**Required action**
Each entry below needs to be reproduced exactly as given.

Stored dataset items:

·····

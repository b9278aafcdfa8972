use nalgebra::{Matrix4, Point2, Vector2, Vector3};

use crate::math::transform2d::{linear_determinant, transform_point2, DEGENERATE_DETERMINANT};

const MIN_PIXELS_PER_UNIT: f32 = 10.0;
const MAX_PIXELS_PER_UNIT: f32 = 200.0;

/// Maps grid coordinates to window pixels: scale by `pixels_per_unit`, then
/// shift by `origin`. Pixels are measured from the bottom-left corner.
#[derive(Debug, Clone, Copy, PartialEq)]
pub struct ViewTransform {
    pub origin: Vector2<f32>,
    pub pixels_per_unit: f32,
    pub width: u32,
    pub height: u32,
}

impl Default for ViewTransform {
    fn default() -> Self {
        ViewTransform {
            origin: Vector2::new(150.0, 150.0),
            pixels_per_unit: 50.0,
            width: 1280,
            height: 1200,
        }
    }
}

impl ViewTransform {
    /// Grid space (optionally preceded by a custom basis) to pixel space.
    pub fn forward(&self, basis: Option<&Matrix4<f32>>) -> Matrix4<f32> {
        let move_origin = Matrix4::new_translation(&Vector3::new(self.origin.x, self.origin.y, 0.0));
        let scale_to_pixels = Matrix4::new_nonuniform_scaling(&Vector3::new(
            self.pixels_per_unit,
            self.pixels_per_unit,
            1.0,
        ));
        let view = move_origin * scale_to_pixels;
        match basis {
            Some(basis) => view * basis,
            None => view,
        }
    }

    /// Orthographic projection from bottom-left pixels to clip space.
    pub fn projection(&self) -> Matrix4<f32> {
        Matrix4::new_orthographic(0.0, self.width as f32, 0.0, self.height as f32, -1.0, 1.0)
    }

    /// Flips a window-system cursor position (origin top-left) into our
    /// bottom-left pixel convention.
    pub fn flip_y(&self, screen: &Point2<f32>) -> Point2<f32> {
        Point2::new(screen.x, self.height as f32 - screen.y)
    }

    /// Converts a cursor position to world coordinates. Returns `None` when the
    /// forward transform can't be inverted (for example, a degenerate basis).
    pub fn screen_to_world(
        &self,
        screen: &Point2<f32>,
        basis: Option<&Matrix4<f32>>,
    ) -> Option<Point2<f32>> {
        // The view part never collapses, so only the basis is tested, unscaled
        if let Some(basis) = basis {
            if linear_determinant(basis).abs() < DEGENERATE_DETERMINANT {
                return None;
            }
        }
        let inverse = self.forward(basis).try_inverse()?;
        let world = transform_point2(&inverse, &self.flip_y(screen));
        if world.coords.iter().all(|c| c.is_finite()) {
            Some(world)
        } else {
            None
        }
    }

    /// The inverse of `screen_to_world`, landing in window-system coordinates.
    pub fn world_to_screen(&self, world: &Point2<f32>, basis: Option<&Matrix4<f32>>) -> Point2<f32> {
        let pixel = transform_point2(&self.forward(basis), world);
        self.flip_y(&pixel)
    }

    /// Pick tolerance in world units; shrinks as you zoom in.
    pub fn pick_radius(&self, radius_pixels: f32) -> f32 {
        radius_pixels / self.pixels_per_unit
    }

    pub fn pan_by(&mut self, screen_delta: &Vector2<f32>) {
        // Screen y grows downwards, ours grows upwards
        self.origin += Vector2::new(screen_delta.x, -screen_delta.y);
    }

    pub fn zoom_by(&mut self, factor: f32) {
        self.pixels_per_unit =
            nalgebra::clamp(self.pixels_per_unit * factor, MIN_PIXELS_PER_UNIT, MAX_PIXELS_PER_UNIT);
    }

    pub fn resize(&mut self, width: u32, height: u32) {
        self.width = width;
        self.height = height;
    }
}
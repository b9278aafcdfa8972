use std::time::Instant;

use kiss3d::event::{Action, Event, Key, WindowEvent};

use super::view::View;

// Key config, all in one place
const KEY_SPEED_UP: Key = Key::Period;
const KEY_SLOW_DOWN: Key = Key::Comma;
const KEY_REWIND: Key = Key::R;
const KEY_TOGGLE_PAUSE: Key = Key::Return;
const KEY_TOGGLE_CLOCKWISE: Key = Key::C;
const KEY_TOGGLE_OUTLINES: Key = Key::K;
const KEY_TOGGLE_ORBITS: Key = Key::L;

pub struct Controller {
    time_scale: f32,
    paused: bool,
    last_frame: Instant,
    fps_counter: FpsCounter,
}

pub struct FpsCounter {
    instant: Instant,
    counter: usize,
    window_size_millis: usize,
    previous_fps: f64,
}

impl FpsCounter {
    pub fn new(window_size_millis: usize) -> Self {
        FpsCounter {
            instant: Instant::now(),
            counter: 0,
            previous_fps: 0.0,
            window_size_millis,
        }
    }

    pub fn reset(&mut self) {
        self.instant = Instant::now();
        self.counter = 0;
    }

    pub fn value(&self) -> f64 {
        self.previous_fps
    }

    pub fn increment(&mut self) {
        self.counter += 1;

        let elapsed = self.instant.elapsed();
        if elapsed.as_millis() > self.window_size_millis as u128 {
            self.previous_fps = (1000 * self.counter) as f64 / elapsed.as_millis() as f64;
            self.reset();
        }
    }
}

impl Controller {
    pub fn new(time_scale: f32) -> Self {
        Controller {
            time_scale,
            paused: false,
            last_frame: Instant::now(),
            fps_counter: FpsCounter::new(1000),
        }
    }

    pub fn process_event(&mut self, event: Event, view: &mut View) {
        match event.value {
            WindowEvent::Key(KEY_SPEED_UP, Action::Press, _) => {
                self.time_scale *= 2.0;
                log::info!("Time scale is {}x", self.time_scale);
            }
            WindowEvent::Key(KEY_SLOW_DOWN, Action::Press, _) => {
                self.time_scale /= 2.0;
                log::info!("Time scale is {}x", self.time_scale);
            }
            WindowEvent::Key(KEY_REWIND, Action::Press, _) => {
                self.time_scale *= -1.0;
                self.paused = false;
            }
            WindowEvent::Key(KEY_TOGGLE_PAUSE, Action::Press, _) => {
                self.paused = !self.paused;
            }
            WindowEvent::Key(KEY_TOGGLE_CLOCKWISE, Action::Press, _) => {
                view.toggle_clockwise();
            }
            WindowEvent::Key(KEY_TOGGLE_OUTLINES, Action::Press, _) => {
                view.toggle_outlines();
            }
            WindowEvent::Key(KEY_TOGGLE_ORBITS, Action::Press, _) => {
                view.toggle_orbits();
            }
            _ => {}
        }
    }

    /// Simulated seconds that passed since the last call. Zero while paused,
    /// negative when rewinding.
    pub fn advance(&mut self) -> f32 {
        let now = Instant::now();
        let real = now.duration_since(self.last_frame).as_secs_f32();
        self.last_frame = now;

        if self.paused {
            0.0
        } else {
            real * self.time_scale
        }
    }

    pub fn is_paused(&self) -> bool {
        self.paused
    }

    pub fn time_scale(&self) -> f32 {
        self.time_scale
    }

    pub fn fps(&self) -> f64 {
        self.fps_counter.value()
    }

    pub fn increment_frame_counter(&mut self) {
        self.fps_counter.increment()
    }
}
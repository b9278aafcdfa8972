pub mod geometry;
pub mod transform2d;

·····

**Response to this task**
repository b9278aafcdfa8972
use nalgebra::{Matrix4, Point2, Vector2, Vector3};

use crate::math::transform2d::{linear_determinant, transform_point2, DEGENERATE_DETERMINANT};

const MIN_PIXELS_PER_UNIT: f32 = 10.0;
const MAX_PIXELS_PER_UNIT: f32 = 200.0;

/// Maps grid coordinates to window pixels: scale by `pixels_per_unit`, then
/// shift by `origin`. Pixels are measured from the bottom-left corner.
#[derive(Debug, Clone, Copy, PartialEq)]
pub struct ViewTransform {
    pub origin: Vector2<f32>,
    pub pixels_per_unit: f32,
    pub width: u32,
    pub height: u32,
}

impl Default for ViewTransform {
    fn default() -> Self {
        ViewTransform {
            origin: Vector2::new(150.0, 150.0),
            pixels_per_unit: 50.0,
            width: 1280,
            height: 1200,
        }
    }
}

impl ViewTransform {
    /// Grid space (optionally preceded by a custom basis) to pixel space.
    pub fn forward(&self, basis: Option<&Matrix4<f32>>) -> Matrix4<f32> {
        let move_origin = Matrix4::new_translation(&Vector3::new(self.origin.x, self.origin.y, 0.0));
        let scale_to_pixels = Matrix4::new_nonuniform_scaling(&Vector3::new(
            self.pixels_per_unit,
            self.pixels_per_unit,
            1.0,
        ));
        let view = move_origin * scale_to_pixels;
        match basis {
            Some(basis) => view * basis,
            None => view,
        }
    }

    /// Orthographic projection from bottom-left pixels to clip space.
    pub fn projection(&self) -> Matrix4<f32> {
        Matrix4::new_orthographic(0.0, self.width as f32, 0.0, self.height as f32, -1.0, 1.0)
    }

    /// Flips a window-system cursor position (origin top-left) into our
    /// bottom-left pixel convention.
    pub fn flip_y(&self, screen: &Point2<f32>) -> Point2<f32> {
        Point2::new(screen.x, self.height as f32 - screen.y)
    }

    /// Converts a cursor position to world coordinates. Returns `None` when the
    /// forward transform can't be inverted (for example, a degenerate basis).
    pub fn screen_to_world(
        &self,
        screen: &Point2<f32>,
        basis: Option<&Matrix4<f32>>,
    ) -> Option<Point2<f32>> {
        // The view part never collapses, so only the basis is tested, unscaled
        if let Some(basis) = basis {
            if linear_determinant(basis).abs() < DEGENERATE_DETERMINANT {
                return None;
            }
        }
        let inverse = self.forward(basis).try_inverse()?;
        let world = transform_point2(&inverse, &self.flip_y(screen));
        if world.coords.iter().all(|c| c.is_finite()) {
            Some(world)
        } else {
            None
        }
    }

    /// The inverse of `screen_to_world`, landing in window-system coordinates.
    pub fn world_to_screen(&self, world: &Point2<f32>, basis: Option<&Matrix4<f32>>) -> Point2<f32> {
        let pixel = transform_point2(&self.forward(basis), world);
        self.flip_y(&pixel)
    }

    /// Pick tolerance in world units; shrinks as you zoom in.
    pub fn pick_radius(&self, radius_pixels: f32) -> f32 {
        radius_pixels / self.pixels_per_unit
    }

    pub fn pan_by(&mut self, screen_delta: &Vector2<f32>) {
        // Screen y grows downwards, ours grows upwards
        self.origin += Vector2::new(screen_delta.x, -screen_delta.y);
    }

    pub fn zoom_by(&mut self, factor: f32) {
        self.pixels_per_unit =
            nalgebra::clamp(self.pixels_per_unit * factor, MIN_PIXELS_PER_UNIT, MAX_PIXELS_PER_UNIT);
    }

    pub fn resize(&mut self, width: u32, height: u32) {
        self.width = width;
        self.height = height;
    }
}
repository b9278aafcdfa8972
use std::time::Instant;

use kiss3d::event::{Action, Event, Key, WindowEvent};

use super::view::View;

// Key config, all in one place
const KEY_SPEED_UP: Key = Key::Period;
const KEY_SLOW_DOWN: Key = Key::Comma;
const KEY_REWIND: Key = Key::R;
const KEY_TOGGLE_PAUSE: Key = Key::Return;
const KEY_TOGGLE_CLOCKWISE: Key = Key::C;
const KEY_TOGGLE_OUTLINES: Key = Key::K;
const KEY_TOGGLE_ORBITS: Key = Key::L;

pub struct Controller {
    time_scale: f32,
    paused: bool,
    last_frame: Instant,
    fps_counter: FpsCounter,
}

pub struct FpsCounter {
    instant: Instant,
    counter: usize,
    window_size_millis: usize,
    previous_fps: f64,
}

impl FpsCounter {
    pub fn new(window_size_millis: usize) -> Self {
        FpsCounter {
            instant: Instant::now(),
            counter: 0,
            previous_fps: 0.0,
            window_size_millis,
        }
    }

    pub fn reset(&mut self) {
        self.instant = Instant::now();
        self.counter = 0;
    }

    pub fn value(&self) -> f64 {
        self.previous_fps
    }

    pub fn increment(&mut self) {
        self.counter += 1;

        let elapsed = self.instant.elapsed();
        if elapsed.as_millis() > self.window_size_millis as u128 {
            self.previous_fps = (1000 * self.counter) as f64 / elapsed.as_millis() as f64;
            self.reset();
        }
    }
}

impl Controller {
    pub fn new(time_scale: f32) -> Self {
        Controller {
            time_scale,
            paused: false,
            last_frame: Instant::now(),
            fps_counter: FpsCounter::new(1000),
        }
    }

    pub fn process_event(&mut self, event: Event, view: &mut View) {
        match event.value {
            WindowEvent::Key(KEY_SPEED_UP, Action::Press, _) => {
                self.time_scale *= 2.0;
                log::info!("Time scale is {}x", self.time_scale);
            }
            WindowEvent::Key(KEY_SLOW_DOWN, Action::Press, _) => {
                self.time_scale /= 2.0;
                log::info!("Time scale is {}x", self.time_scale);
            }
            WindowEvent::Key(KEY_REWIND, Action::Press, _) => {
                self.time_scale *= -1.0;
                self.paused = false;
            }
            WindowEvent::Key(KEY_TOGGLE_PAUSE, Action::Press, _) => {
                self.paused = !self.paused;
            }
            WindowEvent::Key(KEY_TOGGLE_CLOCKWISE, Action::Press, _) => {
                view.toggle_clockwise();
            }
            WindowEvent::Key(KEY_TOGGLE_OUTLINES, Action::Press, _) => {
                view.toggle_outlines();
            }
            WindowEvent::Key(KEY_TOGGLE_ORBITS, Action::Press, _) => {
                view.toggle_orbits();
            }
            _ => {}
        }
    }

    /// Simulated seconds that passed since the last call. Zero while paused,
    /// negative when rewinding.
    pub fn advance(&mut self) -> f32 {
        let now = Instant::now();
        let real = now.duration_since(self.last_frame).as_secs_f32();
        self.last_frame = now;

        if self.paused {
            0.0
        } else {
            real * self.time_scale
        }
    }

    pub fn is_paused(&self) -> bool {
        self.paused
    }

    pub fn time_scale(&self) -> f32 {
        self.time_scale
    }

    pub fn fps(&self) -> f64 {
        self.fps_counter.value()
    }

    pub fn increment_frame_counter(&mut self) {
        self.fps_counter.increment()
    }
}
repository b9278aafcdfa8972
pub mod geometry;
pub mod transform2d;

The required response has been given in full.